╔══

use ratatui::{
    backend::CrosstermBackend,
    crossterm::{
        event::{self, DisableMouseCapture, EnableMouseCapture, Event, KeyEventKind},
        execute,
        terminal::{disable_raw_mode, enable_raw_mode, EnterAlternateScreen, LeaveAlternateScreen},
    },
    Terminal,
};
use std::io;
use std::time::Duration;

mod actions;
mod auth;
mod capabilities;
mod command_id;
mod dispatcher;
mod domain_models;
mod keybindings;
mod keymap;
mod logger;
mod middleware;
mod palette;
mod reducers;
mod state;
mod store;
mod view_models;
mod views;

use actions::{Action, GlobalAction};
use middleware::{
    command_palette_middleware::CommandPaletteMiddleware, keyboard_middleware::KeyboardMiddleware,
    logging::LoggingMiddleware, pointer_middleware::PointerMiddleware,
    simulation_middleware::SimulationMiddleware, translation_middleware::TranslationMiddleware,
};
use netserve_config::AppConfig;
use state::AppState;
use store::Store;

fn main() -> anyhow::Result<()> {
    let log_file = logger::init()?;
    log::info!("Starting netserve-console, logging to {}", log_file.display());

    let config = AppConfig::load();

    let mut store = Store::new(AppState::new(config));

    // Middleware runs in this order
    store.add_middleware(Box::new(LoggingMiddleware::new()));
    store.add_middleware(Box::new(KeyboardMiddleware::new()));
    store.add_middleware(Box::new(PointerMiddleware::new()));
    store.add_middleware(Box::new(TranslationMiddleware::new()));
    store.add_middleware(Box::new(CommandPaletteMiddleware::new()));
    store.add_middleware(Box::new(SimulationMiddleware::new()?));

    enable_raw_mode()?;
    let mut stdout = io::stdout();
    execute!(stdout, EnterAlternateScreen, EnableMouseCapture)?;
    let backend = CrosstermBackend::new(stdout);
    let mut terminal = Terminal::new(backend)?;

    let result = run_app(&mut terminal, &mut store);

    disable_raw_mode()?;
    execute!(
        terminal.backend_mut(),
        LeaveAlternateScreen,
        DisableMouseCapture
    )?;
    terminal.show_cursor()?;

    if let Err(err) = &result {
        log::error!("Event loop failed: {:#}", err);
    }
    log::info!("Exiting netserve-console");
    result
}

fn run_app(
    terminal: &mut Terminal<CrosstermBackend<io::Stdout>>,
    store: &mut Store,
) -> anyhow::Result<()> {
    let size = terminal.size()?;
    store.dispatch(Action::Global(GlobalAction::Resize(size.width, size.height)));

    loop {
        // Pick up results from background tasks
        store.process_pending();

        terminal.draw(|frame| {
            let area = frame.area();
            views::render(store.state(), area, frame);
        })?;

        if !store.state().running {
            break;
        }

        if event::poll(Duration::from_millis(100))? {
            let action = match event::read()? {
                // Only key presses; releases and repeats are ignored
                Event::Key(key) if key.kind == KeyEventKind::Press => {
                    Some(GlobalAction::KeyPressed(key))
                }
                Event::Mouse(mouse) => Some(GlobalAction::Mouse(mouse)),
                Event::Resize(width, height) => Some(GlobalAction::Resize(width, height)),
                _ => None,
            };
            if let Some(action) = action {
                store.dispatch(Action::Global(action));
            }
        }
    }

    Ok(())
}
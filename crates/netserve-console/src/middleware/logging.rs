use crate::actions::{Action, GlobalAction};
use crate::dispatcher::Dispatcher;
use crate::middleware::Middleware;
use crate::state::AppState;

/// LoggingMiddleware - logs all actions passing through
pub struct LoggingMiddleware;

impl LoggingMiddleware {
    pub fn new() -> Self {
        Self
    }
}

impl Default for LoggingMiddleware {
    fn default() -> Self {
        Self::new()
    }
}

impl Middleware for LoggingMiddleware {
    fn handle(&mut self, action: &Action, _state: &AppState, _dispatcher: &Dispatcher) -> bool {
        // Mouse movement floods the log
        if matches!(action, Action::Global(GlobalAction::Mouse(_))) {
            log::trace!("Action: {:?}", action);
        } else {
            log::debug!("Action: {:?}", action);
        }

        true
    }
}
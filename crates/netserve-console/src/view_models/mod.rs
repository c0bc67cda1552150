//! View models
//!
//! Each view model is built from `AppState` right before rendering and holds
//! display-ready data, keeping formatting out of the widgets.

pub mod command_palette;
pub mod dashboard;
pub mod status_bar;

pub use command_palette::CommandPaletteViewModel;
pub use dashboard::DashboardViewModel;
pub use status_bar::StatusBarViewModel;
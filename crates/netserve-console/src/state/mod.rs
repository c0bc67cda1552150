//! Application State Module
//!
//! Contains all state types used by the application, organized by feature.

mod app;
mod command_palette;
mod login;
mod report;
mod router;
mod status_bar;

pub use app::AppState;
pub use command_palette::CommandPaletteState;
pub use login::{LoginField, LoginFormState};
pub use report::ReportState;
pub use router::RouterState;
pub use status_bar::{StatusBarState, StatusKind, StatusMessage};
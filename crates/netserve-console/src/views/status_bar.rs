//! Status Bar Widget
//!
//! Format: `[timestamp] icon message                     [source]`

use crate::view_models::StatusBarViewModel;
use ratatui::{buffer::Buffer, layout::Rect, text::Line, widgets::Widget};

pub struct StatusBarWidget<'a>(pub &'a StatusBarViewModel);

impl Widget for StatusBarWidget<'_> {
    fn render(self, area: Rect, buf: &mut Buffer) {
        let vm = self.0;
        if area.height < 1 || area.width < 4 {
            return;
        }

        buf.set_style(area, ratatui::style::Style::default().bg(vm.bg_color));

        let right = if vm.source.is_empty() {
            String::new()
        } else {
            format!("[{}]", vm.source)
        };
        let right_width = right.chars().count() as u16;

        let mut left = String::from(" ");
        if !vm.timestamp.is_empty() {
            left.push_str(&format!("[{}] ", vm.timestamp));
        }
        let prefix_width = left.chars().count() as u16;

        // Leave room for the source tag and one cell of padding on each side
        let message_room = area
            .width
            .saturating_sub(prefix_width + right_width + 3) as usize;
        let mut message = format!("{} {}", vm.icon, vm.message);
        if message.chars().count() > message_room {
            message = message
                .chars()
                .take(message_room.saturating_sub(1))
                .collect::<String>()
                + "…";
        }

        buf.set_string(area.x, area.y, &left, vm.metadata_style);
        buf.set_line(
            area.x + prefix_width,
            area.y,
            &Line::styled(message, vm.message_style),
            message_room as u16,
        );
        if right_width > 0 && right_width + 1 < area.width {
            let x = area.x + area.width - right_width - 1;
            buf.set_string(x, area.y, &right, vm.metadata_style);
        }
    }
}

╚══

Exercise goal:
Begin with the line above that has "store.add_middleware(Box::new(CommandPaletteMiddleware::new()));" and continue through the line that has "let area = frame.area();", setting each one down exactly. Stop there.

Exercise solution:
    store.add_middleware(Box::new(CommandPaletteMiddleware::new()));
    store.add_middleware(Box::new(SimulationMiddleware::new()?));

    enable_raw_mode()?;
    let mut stdout = io::stdout();
    execute!(stdout, EnterAlternateScreen, EnableMouseCapture)?;
    let backend = CrosstermBackend::new(stdout);
    let mut terminal = Terminal::new(backend)?;

    let result = run_app(&mut terminal, &mut store);

    disable_raw_mode()?;
    execute!(
        terminal.backend_mut(),
        LeaveAlternateScreen,
        DisableMouseCapture
    )?;
    terminal.show_cursor()?;

    if let Err(err) = &result {
        log::error!("Event loop failed: {:#}", err);
    }
    log::info!("Exiting netserve-console");
    result
}

fn run_app(
    terminal: &mut Terminal<CrosstermBackend<io::Stdout>>,
    store: &mut Store,
) -> anyhow::Result<()> {
    let size = terminal.size()?;
    store.dispatch(Action::Global(GlobalAction::Resize(size.width, size.height)));

    loop {
        // Pick up results from background tasks
        store.process_pending();

        terminal.draw(|frame| {
            let area = frame.area();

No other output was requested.